Poin tersebut kita bisa lihat dalam dua postingan di atas. Tapi, yang tidak disadari adalah penanaman atau glorifikasi Islam yang sangat heroik namun sektarian yang terselip dalam narasi Hagia Sofia, yang dikobarkan dalam berbagai postingan para netizen. Islam yang memiliki kesalehan sosial pun menjadi terabaikan.
Gegap gempita penyambutan Hagia Sofia dapat mengaburkan Islam hanya sebagai sebuah bendera kelompok, ketimbang perannya sebagai “senjata” simbolis yang mampu berhadapan dan berpihak secara kritis. Berpihak kepada siapa? Ya kepada mereka yang menderita, tersingkir dan kalah, tanpa membedakan agama, ras, warna kulit atau bahasa.

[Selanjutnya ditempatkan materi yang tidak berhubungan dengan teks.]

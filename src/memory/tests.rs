use crate::events::{Event, EventBus, Topic};
use crate::memory::{
    parse_address, AddressSpace, CapturedByte, MemoryError, MemoryExtent, RangeIndex,
    ADDRESS_LIMIT, DEFAULT_WINDOW, ROW_STRIDE,
};
use std::cell::RefCell;
use std::rc::Rc;
use std::sync::Arc;

fn image(len: usize) -> Arc<[u8]> {
    (0..len).map(|i| i as u8).collect::<Vec<u8>>().into()
}

#[test]
fn single_extent_lookup() {
    let ranges = RangeIndex::new(vec![MemoryExtent::new(0x1000, 16, 0)], image(16));

    assert_eq!(ranges.read_byte(0x1000), CapturedByte::Known(0));
    assert_eq!(ranges.read_byte(0x100F), CapturedByte::Known(15));
    assert_eq!(ranges.read_byte(0x1010), CapturedByte::Unknown);
    assert_eq!(ranges.read_byte(0xFFF), CapturedByte::Unknown);
}

#[test]
fn empty_index_is_unknown() {
    let ranges = RangeIndex::empty();

    assert_eq!(ranges.read_byte(0), CapturedByte::Unknown);
    assert!(ranges.find_extent(0x1000).is_none());
}

#[test]
fn find_extent_is_predecessor() {
    let ranges = RangeIndex::new(
        vec![
            MemoryExtent::new(0x1000, 0x10, 0),
            MemoryExtent::new(0x3000, 0x10, 0x10),
            MemoryExtent::new(0x2000, 0x10, 0x20),
        ],
        image(0x30),
    );

    let starts: Vec<u64> = ranges.extents().iter().map(|e| e.start_address).collect();
    assert_eq!(starts, vec![0x3000, 0x2000, 0x1000]);

    assert!(ranges.find_extent(0xFFF).is_none());
    assert_eq!(ranges.find_extent(0x1000).unwrap().start_address, 0x1000);
    assert_eq!(ranges.find_extent(0x1FFF).unwrap().start_address, 0x1000);
    assert_eq!(ranges.find_extent(0x2008).unwrap().start_address, 0x2000);
    assert_eq!(
        ranges.find_extent(0xFFFF_FFFF).unwrap().start_address,
        0x3000
    );
}

#[test]
fn hole_after_extent_is_unknown() {
    let ranges = RangeIndex::new(
        vec![
            MemoryExtent::new(0x1000, 4, 0),
            MemoryExtent::new(0x2000, 4, 4),
        ],
        image(8),
    );

    assert_eq!(ranges.read_byte(0x1003), CapturedByte::Known(3));
    assert_eq!(ranges.read_byte(0x1004), CapturedByte::Unknown);
    assert_eq!(ranges.read_byte(0x1FFF), CapturedByte::Unknown);
    assert_eq!(ranges.read_byte(0x2000), CapturedByte::Known(4));
}

#[test]
fn equal_starts_keep_producer_order() {
    let ranges = RangeIndex::new(
        vec![
            MemoryExtent::new(0x1000, 4, 8),
            MemoryExtent::new(0x1000, 16, 0),
        ],
        image(16),
    );

    let found = ranges.find_extent(0x1000).unwrap();
    assert_eq!(found.source_offset, 8);

    // The winning extent is shorter, so its hole hides the longer one.
    assert_eq!(ranges.read_byte(0x1000), CapturedByte::Known(8));
    assert_eq!(ranges.read_byte(0x1004), CapturedByte::Unknown);
}

#[test]
fn overlapping_extents_resolve_to_highest_start() {
    let ranges = RangeIndex::new(
        vec![
            MemoryExtent::new(0x1000, 0x20, 0),
            MemoryExtent::new(0x1010, 0x4, 0x40),
        ],
        image(0x50),
    );

    assert_eq!(ranges.read_byte(0x100F), CapturedByte::Known(0x0F));
    assert_eq!(ranges.read_byte(0x1010), CapturedByte::Known(0x40));
    assert_eq!(ranges.read_byte(0x1014), CapturedByte::Unknown);
}

#[test]
fn extent_pointing_past_image_is_unknown() {
    let ranges = RangeIndex::new(vec![MemoryExtent::new(0x1000, 16, 12)], image(16));

    assert_eq!(ranges.read_byte(0x1003), CapturedByte::Known(15));
    assert_eq!(ranges.read_byte(0x1004), CapturedByte::Unknown);
}

#[test]
fn read_straddles_extents() {
    let ranges = RangeIndex::new(
        vec![
            MemoryExtent::new(0x1000, 2, 0),
            MemoryExtent::new(0x1003, 1, 5),
        ],
        image(8),
    );

    assert_eq!(
        ranges.read(0xFFF, 6),
        vec![
            CapturedByte::Unknown,
            CapturedByte::Known(0),
            CapturedByte::Known(1),
            CapturedByte::Unknown,
            CapturedByte::Known(5),
            CapturedByte::Unknown,
        ]
    );
}

#[test]
fn read_at_top_of_u64() {
    let ranges = RangeIndex::new(vec![MemoryExtent::new(u64::MAX, 1, 0)], image(1));

    assert_eq!(
        ranges.read(u64::MAX, 2),
        vec![CapturedByte::Known(0), CapturedByte::Unknown]
    );
}

#[test]
fn byte_display() {
    assert_eq!(CapturedByte::Known(0x0A).to_string(), "0A");
    assert_eq!(CapturedByte::Unknown.to_string(), "??");
    assert_eq!(CapturedByte::from(Some(7)), CapturedByte::Known(7));
    assert_eq!(CapturedByte::from(None), CapturedByte::Unknown);
}

#[test]
fn extent_bounds() {
    let extent = MemoryExtent::new(0x1000, 0x10, 0);

    assert!(extent.contains(0x1000));
    assert!(extent.contains(0x100F));
    assert!(!extent.contains(0x1010));
    assert!(!extent.contains(0xFFF));
    assert_eq!(extent.last_address(), Some(0x100F));
    assert_eq!(MemoryExtent::new(0x1000, 0, 0).last_address(), None);
}

#[test]
fn follow_clamps_without_publishing() {
    let mut bus = EventBus::new();
    let mut space = AddressSpace::new(DEFAULT_WINDOW).unwrap();
    let count = Rc::new(RefCell::new(0));

    let c = count.clone();
    bus.subscribe(Topic::AddressChanged, move |_| {
        *c.borrow_mut() += 1;
        Ok(())
    });

    let mut mirror = space.clone();
    let cursor = space.set_cursor(0x4000, 2, &mut bus);
    mirror.follow(cursor);

    assert_eq!(mirror, space);
    assert_eq!(*count.borrow(), 1);

    mirror.follow(u64::MAX);
    assert_eq!(
        mirror.cursor(),
        ADDRESS_LIMIT - DEFAULT_WINDOW as u64 * ROW_STRIDE
    );
}

#[test]
fn anchored_cursor() {
    let mut bus = EventBus::new();
    let mut space = AddressSpace::new(DEFAULT_WINDOW).unwrap();

    assert_eq!(space.cursor(), 0);
    assert_eq!(space.stride(), ROW_STRIDE);

    assert_eq!(space.set_cursor(0x1000, 10, &mut bus), 0xF60);
    assert_eq!(space.cursor(), 0xF60);
}

#[test]
fn cursor_clamps_low() {
    let mut bus = EventBus::new();
    let mut space = AddressSpace::new(DEFAULT_WINDOW).unwrap();

    assert_eq!(space.set_cursor(0x20, 10, &mut bus), 0);
    assert_eq!(space.set_cursor(0, usize::MAX, &mut bus), 0);
}

#[test]
fn cursor_clamps_high() {
    let mut bus = EventBus::new();
    let mut space = AddressSpace::new(DEFAULT_WINDOW).unwrap();
    let highest = ADDRESS_LIMIT - DEFAULT_WINDOW as u64 * ROW_STRIDE;

    assert_eq!(space.set_cursor(ADDRESS_LIMIT - 1, 0, &mut bus), highest);
    assert_eq!(space.set_cursor(u64::MAX, 0, &mut bus), highest);
    assert_eq!(space.set_cursor(highest, 0, &mut bus), highest);
}

#[test]
fn clamping_invariant_holds() {
    let mut bus = EventBus::new();
    let mut space = AddressSpace::new(7).unwrap();
    let targets = [
        0,
        1,
        0xF,
        0x10,
        0x7FFF_FFFF,
        ADDRESS_LIMIT - 0x30,
        ADDRESS_LIMIT,
        u64::MAX,
    ];

    for target in targets.iter() {
        for anchor in [0usize, 1, 3, 6, 100].iter() {
            let cursor = space.set_cursor(*target, *anchor, &mut bus);
            assert!(cursor + space.window() as u64 * space.stride() <= ADDRESS_LIMIT);
        }
    }
}

#[test]
fn set_cursor_always_publishes() {
    let mut bus = EventBus::new();
    let mut space = AddressSpace::new(DEFAULT_WINDOW).unwrap();
    let seen = Rc::new(RefCell::new(Vec::new()));

    let s = seen.clone();
    bus.subscribe(Topic::AddressChanged, move |event| {
        if let Event::AddressChanged { cursor } = event {
            s.borrow_mut().push(*cursor);
        }
        Ok(())
    });

    space.set_cursor(0x1000, 0, &mut bus);
    space.set_cursor(0x1000, 0, &mut bus);
    space.set_cursor(0x10, 4, &mut bus);

    assert_eq!(*seen.borrow(), vec![0x1000, 0x1000, 0]);
}

#[test]
fn recenter_puts_fault_mid_window() {
    let mut bus = EventBus::new();
    let mut space = AddressSpace::new(DEFAULT_WINDOW).unwrap();

    let cursor = space.recenter(0x7FF6_1234_5678, &mut bus);

    assert_eq!(cursor, 0x7FF6_1234_5678 - 10 * ROW_STRIDE);
    assert_eq!(space.row_address(10), 0x7FF6_1234_5678);
}

#[test]
fn rows_follow_cursor() {
    let mut bus = EventBus::new();
    let mut space = AddressSpace::new(DEFAULT_WINDOW).unwrap();
    let ranges = RangeIndex::new(vec![MemoryExtent::new(0x1000, 16, 0)], image(16));

    space.set_cursor(0x1000, 1, &mut bus);

    for i in 0..space.window() {
        let expected = space.cursor() + i as u64 * 16;
        assert_eq!(space.get_row(i, &ranges).address, expected);
    }

    let rows = space.rows(&ranges);
    assert_eq!(rows.len(), DEFAULT_WINDOW);
    assert!(rows[0].bytes.iter().all(|b| *b == CapturedByte::Unknown));
    assert_eq!(rows[1].bytes[15], CapturedByte::Known(15));
    assert_eq!(space.cursor(), 0xFF0);
}

#[test]
fn row_display() {
    let ranges = RangeIndex::new(vec![MemoryExtent::new(0x1000, 2, 0)], image(2));
    let space = AddressSpace::new(1).unwrap();
    let mut row = space.get_row(0, &ranges);
    row.address = 0x1000;
    row.bytes = ranges.read(0x1000, 4);

    assert_eq!(row.to_string(), "000000001000  00 01 ?? ??");
}

#[test]
fn window_validation() {
    assert_eq!(AddressSpace::new(0), Err(MemoryError::EmptyWindow));
    assert_eq!(
        AddressSpace::new(usize::MAX),
        Err(MemoryError::WindowTooLarge { rows: usize::MAX })
    );

    let whole = (ADDRESS_LIMIT / ROW_STRIDE) as usize;
    let mut bus = EventBus::new();
    let mut space = AddressSpace::new(whole).unwrap();
    assert_eq!(space.set_cursor(0x1234, 0, &mut bus), 0);
}

#[test]
fn parse_hex_addresses() {
    assert_eq!(parse_address("1000"), Ok(0x1000));
    assert_eq!(parse_address("0x7ff61234"), Ok(0x7FF6_1234));
    assert_eq!(
        parse_address("  0X00007FF6`12340000 "),
        Ok(0x7FF6_1234_0000)
    );
    assert_eq!(parse_address("7ff6_1234_0000"), Ok(0x7FF6_1234_0000));
    assert_eq!(parse_address("000000000000000000000001"), Ok(1));
    assert_eq!(parse_address("0"), Ok(0));
}

#[test]
fn parse_rejects_bad_input() {
    assert_eq!(parse_address(""), Err(MemoryError::EmptyAddress));
    assert_eq!(parse_address("0x"), Err(MemoryError::EmptyAddress));
    assert_eq!(
        parse_address("kernel32"),
        Err(MemoryError::InvalidAddress("kernel32".to_string()))
    );
    assert_eq!(
        parse_address("-10"),
        Err(MemoryError::InvalidAddress("-10".to_string()))
    );
    assert_eq!(
        parse_address("1000000000000"),
        Err(MemoryError::AddressOutOfRange(ADDRESS_LIMIT))
    );
    assert!(matches!(
        parse_address("1_0000_0000_0000_0000"),
        Err(MemoryError::InvalidAddress(_))
    ));
}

Jika warganet kita masih berkubang dalam dinamika sektarian atau glorifikasi kelompok. Maka, tidak mengherankan jika kita masih terjebak pada beban Islam sebagai cita-cita ideologi besar atau impian yang terlalu ambisius untuk mengedepankan alternatif ideologi politik: Islam is Solution. Sudah saatnya kita keluar dari dua beban ini, dan menjadi Islam sebagai agama pembebas bagi siapapun.